Une enquête complexe

Quant à la rétention des biens saisis, le juge Piché permet la prolongation de dix mois demandée par la poursuite, justifiant sa décision par la complexité de l’enquête.

Le magistrat mentionne notamment le fait que jusqu’à maintenant, plus de 250 autorisations judiciaires pour, notamment, des entrées subreptices, des ordonnances bancaires, des observations vidéo et de l’écoute électronique ont été délivrées.

Il souligne la saisie de 165 appareils électroniques, pour lesquels les expertises seront longues, de même que « le nombre d’infractions potentielles, dont certaines soulèvent des questions complexes, le haut degré de sophistication des activités criminelles et le nombre important de suspects visés ».
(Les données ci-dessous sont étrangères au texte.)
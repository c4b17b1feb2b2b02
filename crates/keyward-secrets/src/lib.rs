//! # Keyward Secrets
//!
//! The versioned secret management core for Keyward:
//!
//! - **Per-environment version history**: every write to a secret's value
//!   appends a new version scoped to one environment, numbered contiguously
//!   from 1
//! - **Destructive rollback**: collapse a history back to a chosen version
//!   and learn exactly how many versions were discarded
//! - **Encrypted at rest**: values are opaque ciphertext; plaintext only
//!   exists in flight, behind an injectable encryption gateway
//! - **Degraded reads without key material**: listings for projects this
//!   deployment cannot decrypt return ciphertext with a plaintext
//!   availability flag instead of failing
//!
//! The surrounding hierarchy (workspaces, projects, environments) and all
//! authentication live outside this crate; callers pass in already
//! authorized identifiers.
//!
//! ## Example
//!
//! ```rust
//! use std::sync::Arc;
//! use keyward_secrets::{
//!     CreateSecret, EnvironmentId, KeyringGateway, MasterKey, ProjectId,
//!     RollbackExecutor, SecretCatalog, SecretEntry, SecretManager,
//!     SecretStore, SecretUpdate,
//! };
//!
//! let store = Arc::new(SecretStore::new());
//! let gateway = Arc::new(KeyringGateway::new(MasterKey::generate()));
//! let manager = SecretManager::new(Arc::clone(&store), gateway.clone());
//! let rollback = RollbackExecutor::new(Arc::clone(&store));
//! let catalog = SecretCatalog::new(Arc::clone(&store), gateway.clone());
//!
//! let project = ProjectId::new();
//! let environment = EnvironmentId::new();
//! gateway.hold_key_material(project);
//!
//! // Create a secret with one initial value
//! let created = manager
//!     .create_secret(
//!         project,
//!         CreateSecret::new("DATABASE_URL")
//!             .with_entry(SecretEntry::new(environment, "postgres://v1")),
//!     )
//!     .unwrap();
//! assert_eq!(created.versions.len(), 1);
//!
//! // Append a second version
//! manager
//!     .update_secret(
//!         created.secret.id,
//!         SecretUpdate::new().with_entry(SecretEntry::new(environment, "postgres://v2")),
//!     )
//!     .unwrap();
//!
//! // Roll back to version 1; one version is discarded
//! let outcome = rollback
//!     .rollback_secret(created.secret.id, Some(environment), 1)
//!     .unwrap();
//! assert_eq!(outcome.count, 1);
//!
//! // The environment listing shows the restored value
//! let listing = catalog.secrets_of_environment(environment, project).unwrap();
//! assert_eq!(listing[0].value, "postgres://v1");
//! assert!(listing[0].is_plaintext);
//! ```
//!
//! ## Modules
//!
//! - [`types`]: identifiers, rows, and request/response types
//! - [`store`]: the transactional version store
//! - [`manager`]: create/update/delete orchestration
//! - [`rollback`]: destructive history truncation
//! - [`catalog`]: read-only listings
//! - [`encryption`]: the gateway boundary and the default implementation
//!
//! ## Security Considerations
//!
//! - Ciphertext values and keys use `zeroize` to clear memory on drop
//! - Constant-time comparison is used for values to prevent timing attacks
//! - Debug output for values and keys is redacted

pub mod catalog;
pub mod encryption;
pub mod error;
pub mod manager;
pub mod rollback;
pub mod store;
pub mod types;

// Re-export commonly used types
pub use error::{Error, Result};
pub use types::{
    CreateSecret, EnvironmentId, EnvironmentSecret, ProjectId, ProjectSecret, RollbackOutcome,
    Secret, SecretEntry, SecretId, SecretUpdate, SecretValue, SecretVersion, SecretWithVersions,
    UpdatedSecret,
};

pub use encryption::{Decryption, EncryptionGateway, KeyringGateway, MasterKey};

pub use store::SecretStore;

pub use manager::SecretManager;

pub use rollback::RollbackExecutor;

pub use catalog::SecretCatalog;
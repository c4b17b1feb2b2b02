//! Read-only projections over the store.
//!
//! The catalog never writes. Listings observe committed state under the
//! shared lock; decryption happens after the lock is released.

use std::sync::Arc;

use tracing::debug;

use crate::encryption::{Decryption, EncryptionGateway};
use crate::error::Result;
use crate::store::SecretStore;
use crate::types::{EnvironmentId, EnvironmentSecret, ProjectId, ProjectSecret, SecretValue};

/// Read-only listings of secrets.
pub struct SecretCatalog {
    /// The transactional store of rows.
    store: Arc<SecretStore>,
    /// The injectable encrypt/decrypt capability.
    gateway: Arc<dyn EncryptionGateway>,
}

impl SecretCatalog {
    /// Creates a catalog over the given store and gateway.
    #[must_use]
    pub fn new(store: Arc<SecretStore>, gateway: Arc<dyn EncryptionGateway>) -> Self {
        Self { store, gateway }
    }

    /// Every secret of a project, annotated with its total version count
    /// across environments, sorted by name.
    ///
    /// A count of 0 means no value has ever been written for the secret.
    #[must_use]
    pub fn secrets_of_project(&self, project: ProjectId) -> Vec<ProjectSecret> {
        let mut items: Vec<ProjectSecret> = self.store.read(|state| {
            state
                .secrets_of_project(project)
                .map(|secret| ProjectSecret {
                    secret: secret.clone(),
                    version_count: state.version_count(secret.id),
                })
                .collect()
        });

        items.sort_by(|a, b| a.secret.name.cmp(&b.secret.name));
        items
    }

    /// The current value of every secret of a project that has at least
    /// one version in the environment, sorted by name.
    ///
    /// Values are decrypted when this deployment holds the project's key
    /// material; otherwise the base64-encoded ciphertext is returned with
    /// `is_plaintext = false`. Missing key material never fails the
    /// listing.
    ///
    /// # Errors
    ///
    /// Returns an error only for genuine cipher failures such as tampered
    /// ciphertext.
    pub fn secrets_of_environment(
        &self,
        environment: EnvironmentId,
        project: ProjectId,
    ) -> Result<Vec<EnvironmentSecret>> {
        let mut rows: Vec<(String, SecretValue)> = self.store.read(|state| {
            state
                .secrets_of_project(project)
                .filter_map(|secret| {
                    state
                        .latest(secret.id, environment)
                        .map(|version| (secret.name.clone(), version.value.clone()))
                })
                .collect()
        });
        rows.sort_by(|a, b| a.0.cmp(&b.0));

        debug!(
            environment_id = %environment,
            project_id = %project,
            secrets = rows.len(),
            "listing environment secrets"
        );

        rows.into_iter()
            .map(|(name, value)| self.reveal(project, name, &value))
            .collect()
    }

    /// Produces one listing item, decrypting when possible.
    fn reveal(
        &self,
        project: ProjectId,
        name: String,
        value: &SecretValue,
    ) -> Result<EnvironmentSecret> {
        use base64::Engine;

        match self.gateway.decrypt(project, value.as_bytes())? {
            Decryption::Recovered(plaintext) => Ok(EnvironmentSecret {
                name,
                value: String::from_utf8_lossy(&plaintext).into_owned(),
                is_plaintext: true,
            }),
            Decryption::Unavailable => Ok(EnvironmentSecret {
                name,
                value: base64::engine::general_purpose::STANDARD.encode(value.as_bytes()),
                is_plaintext: false,
            }),
        }
    }
}

impl std::fmt::Debug for SecretCatalog {
    fn fmt(&self, f: &mut std::fmt::Formatter<'_>) -> std::fmt::Result {
        f.debug_struct("SecretCatalog")
            .field("secrets", &self.store.len())
            .finish()
    }
}

#[cfg(test)]
mod tests {
    use super::*;
    use crate::encryption::{KeyringGateway, MasterKey};
    use crate::manager::SecretManager;
    use crate::types::{CreateSecret, SecretEntry, SecretUpdate};

    struct Fixture {
        gateway: Arc<KeyringGateway>,
        manager: SecretManager,
        catalog: SecretCatalog,
        project: ProjectId,
    }

    fn fixture() -> Fixture {
        let store = Arc::new(SecretStore::new());
        let gateway = Arc::new(KeyringGateway::new(MasterKey::generate()));
        let project = ProjectId::new();
        gateway.hold_key_material(project);

        let manager = SecretManager::new(Arc::clone(&store), gateway.clone());
        let catalog = SecretCatalog::new(store, gateway.clone());
        Fixture {
            gateway,
            manager,
            catalog,
            project,
        }
    }

    #[test]
    fn project_listing_annotates_version_counts() {
        let fx = fixture();
        let dev = EnvironmentId::new();
        let prod = EnvironmentId::new();

        let populated = fx
            .manager
            .create_secret(
                fx.project,
                CreateSecret::new("DATABASE_URL")
                    .with_entry(SecretEntry::new(dev, "postgres://dev"))
                    .with_entry(SecretEntry::new(prod, "postgres://prod")),
            )
            .expect("create should succeed");
        fx.manager
            .update_secret(
                populated.secret.id,
                SecretUpdate::new().with_entry(SecretEntry::new(dev, "postgres://dev2")),
            )
            .expect("update should succeed");
        fx.manager
            .create_secret(fx.project, CreateSecret::new("API_KEY"))
            .expect("create should succeed");

        let items = fx.catalog.secrets_of_project(fx.project);

        assert_eq!(items.len(), 2);
        // Sorted by name
        assert_eq!(items[0].secret.name, "API_KEY");
        assert_eq!(items[0].version_count, 0);
        assert_eq!(items[1].secret.name, "DATABASE_URL");
        assert_eq!(items[1].version_count, 3);
    }

    #[test]
    fn project_listing_ignores_other_projects() {
        let fx = fixture();

        fx.manager
            .create_secret(fx.project, CreateSecret::new("MINE"))
            .expect("create should succeed");
        fx.manager
            .create_secret(ProjectId::new(), CreateSecret::new("THEIRS"))
            .expect("create should succeed");

        let items = fx.catalog.secrets_of_project(fx.project);

        assert_eq!(items.len(), 1);
        assert_eq!(items[0].secret.name, "MINE");
    }

    #[test]
    fn project_listing_empty_project_is_empty() {
        let fx = fixture();
        assert!(fx.catalog.secrets_of_project(ProjectId::new()).is_empty());
    }

    #[test]
    fn environment_listing_returns_decrypted_latest_value() {
        let fx = fixture();
        let env = EnvironmentId::new();

        let created = fx
            .manager
            .create_secret(
                fx.project,
                CreateSecret::new("API_KEY").with_entry(SecretEntry::new(env, "v1")),
            )
            .expect("create should succeed");
        fx.manager
            .update_secret(
                created.secret.id,
                SecretUpdate::new().with_entry(SecretEntry::new(env, "v2")),
            )
            .expect("update should succeed");

        let items = fx
            .catalog
            .secrets_of_environment(env, fx.project)
            .expect("listing should succeed");

        assert_eq!(items.len(), 1);
        assert_eq!(items[0].name, "API_KEY");
        assert_eq!(items[0].value, "v2");
        assert!(items[0].is_plaintext);
    }

    #[test]
    fn environment_listing_skips_secrets_without_history_there() {
        let fx = fixture();
        let dev = EnvironmentId::new();
        let prod = EnvironmentId::new();

        fx.manager
            .create_secret(
                fx.project,
                CreateSecret::new("DEV_ONLY").with_entry(SecretEntry::new(dev, "v1")),
            )
            .expect("create should succeed");
        fx.manager
            .create_secret(fx.project, CreateSecret::new("NO_VALUES"))
            .expect("create should succeed");

        let items = fx
            .catalog
            .secrets_of_environment(prod, fx.project)
            .expect("listing should succeed");

        assert!(items.is_empty());
    }

    #[test]
    fn environment_listing_without_key_material_degrades_to_ciphertext() {
        use base64::Engine;

        let fx = fixture();
        let env = EnvironmentId::new();
        let unkeyed_project = ProjectId::new();

        fx.manager
            .create_secret(
                unkeyed_project,
                CreateSecret::new("API_KEY").with_entry(SecretEntry::new(env, "hunter2")),
            )
            .expect("create should succeed");

        let items = fx
            .catalog
            .secrets_of_environment(env, unkeyed_project)
            .expect("listing should succeed despite missing key material");

        assert_eq!(items.len(), 1);
        assert!(!items[0].is_plaintext);
        assert_ne!(items[0].value, "hunter2");

        // The degraded value is the base64 ciphertext, decodable as such
        let decoded = base64::engine::general_purpose::STANDARD
            .decode(&items[0].value)
            .expect("value should be valid base64");
        assert!(!decoded.is_empty());
    }

    #[test]
    fn environment_listing_regains_plaintext_when_key_material_arrives() {
        let fx = fixture();
        let env = EnvironmentId::new();
        let project = ProjectId::new();

        fx.manager
            .create_secret(
                project,
                CreateSecret::new("API_KEY").with_entry(SecretEntry::new(env, "hunter2")),
            )
            .expect("create should succeed");

        let before = fx
            .catalog
            .secrets_of_environment(env, project)
            .expect("listing should succeed");
        assert!(!before[0].is_plaintext);

        fx.gateway.hold_key_material(project);

        let after = fx
            .catalog
            .secrets_of_environment(env, project)
            .expect("listing should succeed");
        assert!(after[0].is_plaintext);
        assert_eq!(after[0].value, "hunter2");
    }

    #[test]
    fn listings_shrink_by_exactly_one_per_deletion() {
        let fx = fixture();
        let env = EnvironmentId::new();

        let first = fx
            .manager
            .create_secret(
                fx.project,
                CreateSecret::new("FIRST").with_entry(SecretEntry::new(env, "a")),
            )
            .expect("create should succeed");
        fx.manager
            .create_secret(
                fx.project,
                CreateSecret::new("SECOND").with_entry(SecretEntry::new(env, "b")),
            )
            .expect("create should succeed");

        assert_eq!(fx.catalog.secrets_of_project(fx.project).len(), 2);

        fx.manager
            .delete_secret(first.secret.id)
            .expect("delete should succeed");

        let items = fx.catalog.secrets_of_project(fx.project);
        assert_eq!(items.len(), 1);
        assert_eq!(items[0].secret.name, "SECOND");

        let env_items = fx
            .catalog
            .secrets_of_environment(env, fx.project)
            .expect("listing should succeed");
        assert_eq!(env_items.len(), 1);
        assert_eq!(env_items[0].name, "SECOND");
    }
}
Le juge Piché évoque déjà, pour certains biens saisis, le dépôt de requêtes de type Lavallée visant à examiner les informations obtenues couvertes par le privilège avocat-client, et prévient que ces débats risquent d’être longs.

L’enquête en est encore à ses débuts. Bien que les policiers aient obtenu divers éléments qui tendent à corroborer leurs hypothèses d’enquête, beaucoup de travail reste à accomplir avant d’être en mesure de soumettre un dossier suffisamment complet pour soutenir les procédures envisagées par le requérant [la Poursuite].

Extrait de la décision du juge Antoine Piché

« Le poursuivant jongle avec de nombreux défis avant d’envisager le dépôt d’accusations découlant d’un projet tel que “Ravager” », écrit notamment le juge dans sa décision.

Des Rolex sur un bras de fer

Un seul des individus visés, Rhéal Dallaire, a exigé que tout ce qui a été saisi dans sa résidence lui soit immédiatement remis, dont une douzaine de montres de luxe achetées entre 2012 et 2021, et valant plus de 250 000 $, lit-on dans le jugement.

Mais le juge Piché a également rejeté sa demande. « En l’espèce, considérant les faits révélés jusqu’à maintenant par l’enquête, le Tribunal estime que l’équilibre est actuellement maintenu. »

« Il s’agit d’un vaste projet d’enquête qui vise à s’attaquer à des crimes qui menacent la sécurité publique et ses institutions démocratiques. L’intérêt du public à ce que cette enquête soit menée à terme est sérieux », a conclu le juge.

Dans la décision du magistrat, on apprend également que M. Dallaire a soumis 114 noms pour lesquels le privilège avocat-client a été invoqué.